SUPPLIED MATERIAL:
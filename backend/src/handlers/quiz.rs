// src/handlers/quiz.rs

use axum::{
    Extension, Json,
    extract::{Path, Query, State},
    response::IntoResponse,
};
use sqlx::{QueryBuilder, Sqlite, SqlitePool};

use crate::{
    config::Config,
    error::AppError,
    models::{
        quiz::{QuizListParams, QuizOverview},
        score::{ResultParams, StartQuizResponse, SubmissionResponse, SubmitQuizRequest},
    },
    services::{
        accounts,
        attempt::{self, QuizAttempt},
    },
    utils::jwt::{Claims, sign_attempt_token, verify_attempt_token},
};

/// Lists the quizzes visible to the caller, optionally narrowed to a subject
/// or chapter. Visibility follows the caller's stored branch, not the token's.
pub async fn list_quizzes(
    State(pool): State<SqlitePool>,
    Extension(claims): Extension<Claims>,
    Query(params): Query<QuizListParams>,
) -> Result<impl IntoResponse, AppError> {
    let viewer = accounts::viewer(&pool, claims.user_id()?).await?;

    let mut builder: QueryBuilder<Sqlite> = QueryBuilder::new(
        r#"
        SELECT
            q.id, q.name, q.chapter_id, c.name AS chapter_name,
            q.subject_id, s.name AS subject_name, q.time_limit,
            (SELECT COUNT(*) FROM questions qs WHERE qs.quiz_id = q.id) AS questions_available
        FROM quizzes q
        JOIN chapters c ON c.id = q.chapter_id
        JOIN subjects s ON s.id = q.subject_id
        WHERE 1 = 1
        "#,
    );

    if let (Some(branch_id), false) = (viewer.branch_id, viewer.is_admin) {
        builder.push(" AND s.branch_id = ");
        builder.push_bind(branch_id);
    }
    if let Some(subject_id) = params.subject_id {
        builder.push(" AND q.subject_id = ");
        builder.push_bind(subject_id);
    }
    if let Some(chapter_id) = params.chapter_id {
        builder.push(" AND q.chapter_id = ");
        builder.push_bind(chapter_id);
    }
    builder.push(" ORDER BY q.id");

    let quizzes = builder
        .build_query_as::<QuizOverview>()
        .fetch_all(&pool)
        .await
        .map_err(|e| {
            tracing::error!("Failed to list quizzes: {:?}", e);
            AppError::from(e)
        })?;

    Ok(Json(quizzes))
}

/// Starts an attempt: returns the questions without their answers and a
/// single-use attempt token.
pub async fn start_quiz(
    State(pool): State<SqlitePool>,
    State(config): State<Config>,
    Extension(claims): Extension<Claims>,
    Path(quiz_id): Path<i64>,
) -> Result<impl IntoResponse, AppError> {
    let user_id = claims.user_id()?;

    let viewer = accounts::viewer(&pool, user_id).await?;

    let attempt = QuizAttempt::new(quiz_id, user_id).start(&pool).await?;
    attempt.ensure_visible_to(&viewer)?;

    let attempt_token = sign_attempt_token(
        attempt.attempt_id(),
        quiz_id,
        user_id,
        &config.jwt_secret,
        config.attempt_token_ttl,
    )?;

    tracing::debug!(quiz = quiz_id, user = user_id, "quiz attempt started");

    let quiz = attempt.quiz();
    Ok(Json(StartQuizResponse {
        quiz_id,
        quiz_name: quiz.name.clone(),
        time_limit: quiz.time_limit,
        questions: attempt.public_questions(),
        attempt_token,
        expires_in: config.attempt_token_ttl,
    }))
}

/// Grades the submitted answers and records the score.
///
/// The attempt token must belong to this quiz and this user; it can be
/// redeemed once.
pub async fn submit_quiz(
    State(pool): State<SqlitePool>,
    State(config): State<Config>,
    Extension(claims): Extension<Claims>,
    Path(quiz_id): Path<i64>,
    Json(payload): Json<SubmitQuizRequest>,
) -> Result<impl IntoResponse, AppError> {
    let user_id = claims.user_id()?;

    let token = verify_attempt_token(&payload.attempt_token, &config.jwt_secret)?;
    if token.quiz_id != quiz_id || token.user_id != user_id {
        return Err(AppError::BadRequest(
            "Attempt token does not match this quiz".to_string(),
        ));
    }

    let attempt = QuizAttempt::resume(token.sub, quiz_id, user_id)
        .start(&pool)
        .await?;
    attempt.ensure_visible_to(&accounts::viewer(&pool, user_id).await?)?;

    let recorded = attempt.grade(&payload.answers).record(&pool).await?;

    let score = recorded.score();
    Ok(Json(SubmissionResponse {
        score_id: score.id,
        correct_count: score.correct_count,
        result: recorded.result(),
    }))
}

/// Result view for a given score on a quiz.
pub async fn attempt_result(
    State(pool): State<SqlitePool>,
    Path(quiz_id): Path<i64>,
    Query(params): Query<ResultParams>,
) -> Result<impl IntoResponse, AppError> {
    Ok(Json(attempt::attempt_result(&pool, quiz_id, params.score).await?))
}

ASSIGNED TASK:
All lines above holding the word "QuizListParams" make up the answer; copy each one.

OUTPUT OF THE TASK:
        quiz::{QuizListParams, QuizOverview},
    Query(params): Query<QuizListParams>,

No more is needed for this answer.